Newbie: Set-up RoR dev environment on Mac os x Mavericks is painful - saamirz

So far I have been relying on Codeschool&#x27;s in browser interface to learn rails..now time has come that I work on a personal project on my mac. Pls suggest some resources for setting up Ruby on Rails dev environment on Mac os x Mavericks without much hassle..
======
mcansky
One good ruby shop (Thoughtbot) has published several articles on this topic.
And they released their script to handle this :
[https://github.com/thoughtbot/laptop](https://github.com/thoughtbot/laptop).

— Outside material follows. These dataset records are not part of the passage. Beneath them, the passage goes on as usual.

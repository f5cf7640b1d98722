//! skiff Node Agent
//!
//! Runs one agent on this host: loads flags from the environment,
//! starts the runtime against the in-process bus and the mock isolator,
//! and shuts down cleanly on SIGINT. A fatal recovery failure under
//! `strict` exits non-zero.

use std::sync::Arc;

use anyhow::Result;
use tracing::info;
use tracing_subscriber::{layer::SubscriberExt, util::SubscriberInitExt, EnvFilter};

use skiff_agent::{AgentRuntime, Flags, MockIsolator, StandaloneDetector};
use skiff_messages::MessageBus;

#[tokio::main]
async fn main() -> Result<()> {
    // Initialize tracing
    tracing_subscriber::registry()
        .with(EnvFilter::try_from_default_env().unwrap_or_else(|_| "info".into()))
        .with(tracing_subscriber::fmt::layer().json())
        .init();

    info!("Starting skiff node agent");

    let flags = Flags::from_env()?;
    info!(
        hostname = %flags.hostname,
        work_dir = %flags.work_dir.display(),
        checkpoint = flags.checkpoint,
        "Configuration loaded"
    );

    let bus = MessageBus::new();
    let isolator = Arc::new(MockIsolator::new());
    let detector = StandaloneDetector::new(
        std::env::var("SKIFF_MASTER")
            .ok()
            .map(skiff_messages::Endpoint::new),
    );

    let runtime = AgentRuntime::start(flags, bus, isolator, &detector);

    let handle = runtime.handle.clone();
    tokio::spawn(async move {
        if tokio::signal::ctrl_c().await.is_ok() {
            info!("Interrupted, shutting down");
            let _ = handle.send(skiff_agent::AgentEvent::Shutdown);
        }
    });

    if let Err(e) = runtime.wait().await {
        anyhow::bail!("agent failed: {e}");
    }

    Ok(())
}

Boxen is another way to prepare and setup your machines for work. There are
other alternatives.

------
csmattryder
Use something like RVM [1] to get the base Ruby system in place, then install
the Rails gem and you're good to go. If you'd rather do it all in one, RVM
will install Rails for you during setup if you include the '\--rails' flag.

[1] [https://rvm.io/](https://rvm.io/)

------
dshapiraa
I like this setup guide for a rails dev environment: [https://github.com/red-
green-refactor/osx-fresh-install](https://github.com/red-green-refactor/osx-
fresh-install)

------
Seich
This will guide you through the process:
[http://installrails.com/](http://installrails.com/)

------
mikelyons
Without much hassle ... (welcome to development :)